That iconic walk-off home run in game four off Lee Smith of the Chicago Cubs, will always be my lasting memory of Steve Garvey. It literally brings goose bumps to my skin thinking about that moment.

That has to be one of the best moments in Padre history, if not the best. The sound from the Jack Murphy stadium crowd as that one out, ninth inning drive, stuck the back retaining wall is a sound that echoes through my mind. What a joyful occasion for the city. Steve Garvey‘s #6 is appropriately retired by the Padres.

Steve Garvey had a long a lustrous career in the major leagues. The first 14 seasons were with the Los Angeles Dodgers where Garvey won an MVP award in 1974 at the age of 25. He hit .312 with 21 home runs and 111 runs batted in while guiding the Dodgers to the World Series where they lost to the Oakland Athletics in five games. 1974 would be the first year, in eight straight where Steve Garvey was elected to the all-star game for the Dodgers.

The former first round pick (13th overall) in the 1968 draft became a free agent after the 1982 season. The Dodgers lost Garvey to the San Diego Padres, as then general manager Jack Mckeon signed Garvey to a $6.6 million dollar deal for five seasons. The Padres had outbid the Dodgers in an attempt to rebuild the team with quality major league players.

Steve Garvey was viewed as a great role model for the youth that dominated the Padres 25 man roster. Garvey was in the midst of his National League record of 1207 consecutive games played. He showed up everyday and played while hurt. A perfect example to young players. Fantastic move by Jack Mckeon and a pivotal piece to the Padres winning season.

Steve Garvey played six seasons with the Padres, playing in 835 games. In his 2987 at bats he totaled 76 home runs while driving in 424 runs. A .274 career Padre batting average, and two all-star appearances for the Friars. All though Garvey clearly had his best seasons in Dodger blue, his leadership couldn’t possibly be measured by any stat. For the Padres he provided just what they needed for a young club.

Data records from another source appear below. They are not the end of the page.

//! Density-based spatial clustering (DBSCAN) of tree locations.
//!
//! A point is a core point when at least `min_pts` points, itself included,
//! lie within distance `eps`. Clusters are grown from core points in input
//! order, so a fixed input always receives the same labels. Label 0 is noise.

use crate::error::{Error, Result};
use log::info;
use rstar::primitives::GeomWithData;
use rstar::RTree;
use serde::{Deserialize, Serialize};
use std::collections::VecDeque;

/// Label given to points that belong to no cluster.
pub const NOISE: u32 = 0;

type IndexedPoint = GeomWithData<[f64; 2], usize>;

/// Neighbourhood rule.
#[derive(Debug, Clone, Copy, PartialEq, Serialize, Deserialize)]
pub struct DbscanParams {
    /// Neighbourhood radius (map units); the boundary is inclusive.
    pub eps: f64,
    /// Points, including the centre, needed for a core point.
    pub min_pts: usize,
}

impl Default for DbscanParams {
    fn default() -> Self {
        Self { eps: 12.0, min_pts: 5 }
    }
}

impl DbscanParams {
    pub fn validate(&self) -> Result<()> {
        if !(self.eps > 0.0) || !self.eps.is_finite() {
            return Err(Error::invalid(format!("eps must be > 0, got {}", self.eps)));
        }
        if self.min_pts < 1 {
            return Err(Error::invalid("min_pts must be >= 1"));
        }
        Ok(())
    }
}

/// Per-point labels: 0 for noise, 1..=n_clusters in discovery order.
#[derive(Debug, Clone, PartialEq, Eq)]
pub struct Clustering {
    pub labels: Vec<u32>,
    pub n_clusters: u32,
}

/// Size and centroid of one cluster.
#[derive(Debug, Clone, Copy, PartialEq)]
pub struct ClusterSummary {
    pub label: u32,
    pub size: usize,
    pub cx: f64,
    pub cy: f64,
}

impl Clustering {
    pub fn noise_count(&self) -> usize {
        self.labels.iter().filter(|&&l| l == NOISE).count()
    }

    /// One summary per cluster, ordered by label. `points` must be the
    /// sequence that was clustered.
    pub fn summaries(&self, points: &[(f64, f64)]) -> Vec<ClusterSummary> {
        let mut acc = vec![(0usize, 0.0f64, 0.0f64); self.n_clusters as usize];
        for (&label, &(x, y)) in self.labels.iter().zip(points) {
            if label == NOISE {
                continue;
            }
            let slot = &mut acc[(label - 1) as usize];
            slot.0 += 1;
            slot.1 += x;
            slot.2 += y;
        }
        acc.into_iter()
            .enumerate()
            .map(|(i, (size, sx, sy))| ClusterSummary {
                label: i as u32 + 1,
                size,
                cx: sx / size.max(1) as f64,
                cy: sy / size.max(1) as f64,
            })
            .collect()
    }
}

/// Cluster `points` with DBSCAN.
pub fn dbscan(points: &[(f64, f64)], params: &DbscanParams) -> Result<Clustering> {
    params.validate()?;

    let tree: RTree<IndexedPoint> = RTree::bulk_load(
        points
            .iter()
            .enumerate()
            .map(|(i, &(x, y))| GeomWithData::new([x, y], i))
            .collect(),
    );
    let eps2 = params.eps * params.eps;
    let neighbours = |i: usize| -> Vec<usize> {
        let (x, y) = points[i];
        let mut found: Vec<usize> = tree
            .locate_within_distance([x, y], eps2)
            .map(|p| p.data)
            .collect();
        found.sort_unstable();
        found
    };

    let mut labels = vec![NOISE; points.len()];
    let mut visited = vec![false; points.len()];
    let mut next_label = 0u32;
    let mut queue: VecDeque<usize> = VecDeque::new();

    for i in 0..points.len() {
        if visited[i] {
            continue;
        }
        visited[i] = true;
        let seeds = neighbours(i);
        if seeds.len() < params.min_pts {
            continue;
        }

        next_label += 1;
        labels[i] = next_label;
        queue.extend(seeds.into_iter().filter(|&j| j != i));

        while let Some(j) = queue.pop_front() {
            if labels[j] == NOISE {
                labels[j] = next_label;
            }
            if visited[j] {
                continue;
            }
            visited[j] = true;
            let reach = neighbours(j);
            if reach.len() >= params.min_pts {
                queue.extend(reach.into_iter().filter(|&k| !visited[k] || labels[k] == NOISE));
            }
        }
    }

    info!(
        "clustering: eps={} min_pts={} -> {} clusters over {} points",
        params.eps,
        params.min_pts,
        next_label,
        points.len()
    );
    Ok(Clustering {
        labels,
        n_clusters: next_label,
    })
}
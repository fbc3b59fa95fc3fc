//! Height percentile and the tall-tree subset.

use crate::error::{Error, Result};
use crate::tree_detection::TreeCandidate;
use log::info;
use std::cmp::Ordering;

/// `p`-quantile of `values` with linear interpolation between order
/// statistics: position `p × (n − 1)` in the ascending sort.
///
/// NaN values are ignored. Fails on an empty input or `p` outside (0, 1).
pub fn quantile(values: &[f64], p: f64) -> Result<f64> {
    if !(p > 0.0 && p < 1.0) {
        return Err(Error::invalid(format!("percentile must be in (0, 1), got {p}")));
    }
    let mut sorted: Vec<f64> = values.iter().copied().filter(|v| !v.is_nan()).collect();
    if sorted.is_empty() {
        return Err(Error::invalid("quantile of an empty sequence"));
    }
    sorted.sort_by(|a, b| a.partial_cmp(b).unwrap_or(Ordering::Equal));

    let pos = p * (sorted.len() - 1) as f64;
    let lo = pos.floor() as usize;
    let hi = pos.ceil() as usize;
    let frac = pos - lo as f64;
    Ok(sorted[lo] + (sorted[hi] - sorted[lo]) * frac)
}

/// Trees whose height is strictly above the `p`-quantile of all heights,
/// in input order, together with the threshold.
pub fn tall_trees(trees: &[TreeCandidate], p: f64) -> Result<(Vec<TreeCandidate>, f64)> {
    if trees.is_empty() {
        return Err(Error::invalid("percentile filter needs at least one tree"));
    }
    let heights: Vec<f64> = trees.iter().map(|t| t.z).collect();
    let threshold = quantile(&heights, p)?;
    let tall: Vec<TreeCandidate> = trees.iter().filter(|t| t.z > threshold).copied().collect();
    info!(
        "percentile filter: p={p} threshold={threshold:.2} kept {}/{}",
        tall.len(),
        trees.len()
    );
    Ok((tall, threshold))
}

I had the pleasure of meeting Steve Garvey, and he is the absolute professional. He is a throw back to the era that is long gone. He wears a sports coat and slacks all the time, and you would never see Steve Garvey wearing his baseball hat backwards on the baseball field. No offense to modern-day players, as the game has obviously changed, but you have to respect a ballplayer of Garvey’s mold. A true professional.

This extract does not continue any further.